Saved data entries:
# # #

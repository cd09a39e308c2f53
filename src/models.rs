use crate::catalog::{Difficulty, GameMode, SubTopic, Topic, TIMED_ROUND_SECS};
use crate::provider::ProviderError;
use serde::{Deserialize, Serialize};

/// One multiple-choice grammar question, immutable once the adapter has
/// validated and shuffled it. `correct_answer` is always one of `options`.
#[derive(Debug, Clone, PartialEq, Serialize, Deserialize)]
pub struct Question {
    pub id: String,
    pub sentence_pre: String,
    pub sentence_post: String,
    pub hint_text: String,
    pub correct_answer: String,
    pub explanation: String,
    pub options: Vec<String>,
}

impl Question {
    /// The sentence as shown in the exported report, blank marker included.
    pub fn full_sentence(&self) -> String {
        format!(
            "{} ______ ({}) {}",
            self.sentence_pre.trim_end(),
            self.hint_text,
            self.sentence_post.trim_start()
        )
    }
}

/// Append-only record of one answered question.
#[derive(Debug, Clone)]
pub struct AnswerRecord {
    pub question: Question,
    pub selected_option: String,
    pub is_correct: bool,
    /// Unix seconds at the moment the answer was checked.
    pub timestamp: u64,
    pub time_taken_secs: f64,
}

/// Score, streak and clock for the running session.
#[derive(Debug, Clone, Copy, PartialEq, Eq)]
pub struct GameState {
    pub score: u32,
    pub streak: u32,
    pub total_answered: u32,
    /// Only meaningful in timed mode; stays 0 in practice mode.
    pub time_left_secs: u32,
    pub is_over: bool,
}

impl GameState {
    pub fn new(mode: GameMode) -> Self {
        Self {
            score: 0,
            streak: 0,
            total_answered: 0,
            time_left_secs: match mode {
                GameMode::Timed => TIMED_ROUND_SECS,
                GameMode::Practice => 0,
            },
            is_over: false,
        }
    }
}

/// Sub-state of the active question: pending, or revealed with the outcome.
#[derive(Debug, Clone, Copy, PartialEq, Eq)]
pub enum AnswerStatus {
    Idle,
    Correct,
    Incorrect,
}

#[derive(Debug, PartialEq, Eq)]
pub enum AppState {
    Menu,
    SubMenu,
    Loading,
    Game,
    Error,
    GameOver,
}

/// Everything the user picked before the session started. Immutable for the
/// session's lifetime; changing it means a new session (and a new epoch).
#[derive(Debug, Clone, Copy, PartialEq)]
pub struct GameConfig {
    pub topic: Topic,
    pub sub_topic: Option<&'static SubTopic>,
    pub difficulty: Difficulty,
    pub mode: GameMode,
}

impl GameConfig {
    pub fn sub_topic_label(&self) -> Option<&'static str> {
        self.sub_topic.map(|s| s.label)
    }
}

#[derive(Debug, Clone, Copy, PartialEq, Eq)]
pub enum FetchKind {
    Initial,
    Prefetch,
}

#[derive(Debug)]
pub enum ProviderRequest {
    Fetch {
        epoch: u64,
        config: GameConfig,
        count: usize,
        kind: FetchKind,
    },
}

#[derive(Debug)]
pub enum ProviderResponse {
    Batch {
        epoch: u64,
        kind: FetchKind,
        result: Result<Vec<Question>, ProviderError>,
    },
}

#[cfg(test)]
mod tests {
    use super::*;

    fn question() -> Question {
        Question {
            id: "q-1".to_string(),
            sentence_pre: "She ".to_string(),
            sentence_post: " to the park.".to_string(),
            hint_text: "run".to_string(),
            correct_answer: "is running".to_string(),
            explanation: "Singular subject needs 'is' + verb-ing.".to_string(),
            options: vec![
                "is running".to_string(),
                "are running".to_string(),
                "runing".to_string(),
                "running".to_string(),
            ],
        }
    }

    #[test]
    fn test_full_sentence_reconstructs_blank_and_hint() {
        let q = question();
        assert_eq!(q.full_sentence(), "She ______ (run) to the park.");
    }

    #[test]
    fn test_game_state_timed_starts_with_clock() {
        let state = GameState::new(GameMode::Timed);
        assert_eq!(state.time_left_secs, TIMED_ROUND_SECS);
        assert!(!state.is_over);
    }

    #[test]
    fn test_game_state_practice_has_no_clock() {
        let state = GameState::new(GameMode::Practice);
        assert_eq!(state.time_left_secs, 0);
        assert!(!state.is_over);
    }
}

# # #

Would you return every line of the data above exactly?

repository cd09a39e308c2f53
filename src/models.rs
use crate::catalog::{Difficulty, GameMode, SubTopic, Topic, TIMED_ROUND_SECS};
use crate::provider::ProviderError;
use serde::{Deserialize, Serialize};

/// One multiple-choice grammar question, immutable once the adapter has
/// validated and shuffled it. `correct_answer` is always one of `options`.
#[derive(Debug, Clone, PartialEq, Serialize, Deserialize)]
pub struct Question {
    pub id: String,
    pub sentence_pre: String,
    pub sentence_post: String,
    pub hint_text: String,
    pub correct_answer: String,
    pub explanation: String,
    pub options: Vec<String>,
}

impl Question {
    /// The sentence as shown in the exported report, blank marker included.
    pub fn full_sentence(&self) -> String {
        format!(
            "{} ______ ({}) {}",
            self.sentence_pre.trim_end(),
            self.hint_text,
            self.sentence_post.trim_start()
        )
    }
}

/// Append-only record of one answered question.
#[derive(Debug, Clone)]
pub struct AnswerRecord {
    pub question: Question,
    pub selected_option: String,
    pub is_correct: bool,
    /// Unix seconds at the moment the answer was checked.
    pub timestamp: u64,
    pub time_taken_secs: f64,
}

/// Score, streak and clock for the running session.
#[derive(Debug, Clone, Copy, PartialEq, Eq)]
pub struct GameState {
    pub score: u32,
    pub streak: u32,
    pub total_answered: u32,
    /// Only meaningful in timed mode; stays 0 in practice mode.
    pub time_left_secs: u32,
    pub is_over: bool,
}

impl GameState {
    pub fn new(mode: GameMode) -> Self {
        Self {
            score: 0,
            streak: 0,
            total_answered: 0,
            time_left_secs: match mode {
                GameMode::Timed => TIMED_ROUND_SECS,
                GameMode::Practice => 0,
            },
            is_over: false,
        }
    }
}

/// Sub-state of the active question: pending, or revealed with the outcome.
#[derive(Debug, Clone, Copy, PartialEq, Eq)]
pub enum AnswerStatus {
    Idle,
    Correct,
    Incorrect,
}

#[derive(Debug, PartialEq, Eq)]
pub enum AppState {
    Menu,
    SubMenu,
    Loading,
    Game,
    Error,
    GameOver,
}

/// Everything the user picked before the session started. Immutable for the
/// session's lifetime; changing it means a new session (and a new epoch).
#[derive(Debug, Clone, Copy, PartialEq)]
pub struct GameConfig {
    pub topic: Topic,
    pub sub_topic: Option<&'static SubTopic>,
    pub difficulty: Difficulty,
    pub mode: GameMode,
}

impl GameConfig {
    pub fn sub_topic_label(&self) -> Option<&'static str> {
        self.sub_topic.map(|s| s.label)
    }
}

#[derive(Debug, Clone, Copy, PartialEq, Eq)]
pub enum FetchKind {
    Initial,
    Prefetch,
}

#[derive(Debug)]
pub enum ProviderRequest {
    Fetch {
        epoch: u64,
        config: GameConfig,
        count: usize,
        kind: FetchKind,
    },
}

#[derive(Debug)]
pub enum ProviderResponse {
    Batch {
        epoch: u64,
        kind: FetchKind,
        result: Result<Vec<Question>, ProviderError>,
    },
}

#[cfg(test)]
mod tests {
    use super::*;

    fn question() -> Question {
        Question {
            id: "q-1".to_string(),
            sentence_pre: "She ".to_string(),
            sentence_post: " to the park.".to_string(),
            hint_text: "run".to_string(),
            correct_answer: "is running".to_string(),
            explanation: "Singular subject needs 'is' + verb-ing.".to_string(),
            options: vec![
                "is running".to_string(),
                "are running".to_string(),
                "runing".to_string(),
                "running".to_string(),
            ],
        }
    }

    #[test]
    fn test_full_sentence_reconstructs_blank_and_hint() {
        let q = question();
        assert_eq!(q.full_sentence(), "She ______ (run) to the park.");
    }

    #[test]
    fn test_game_state_timed_starts_with_clock() {
        let state = GameState::new(GameMode::Timed);
        assert_eq!(state.time_left_secs, TIMED_ROUND_SECS);
        assert!(!state.is_over);
    }

    #[test]
    fn test_game_state_practice_has_no_clock() {
        let state = GameState::new(GameMode::Practice);
        assert_eq!(state.time_left_secs, 0);
        assert!(!state.is_over);
    }
}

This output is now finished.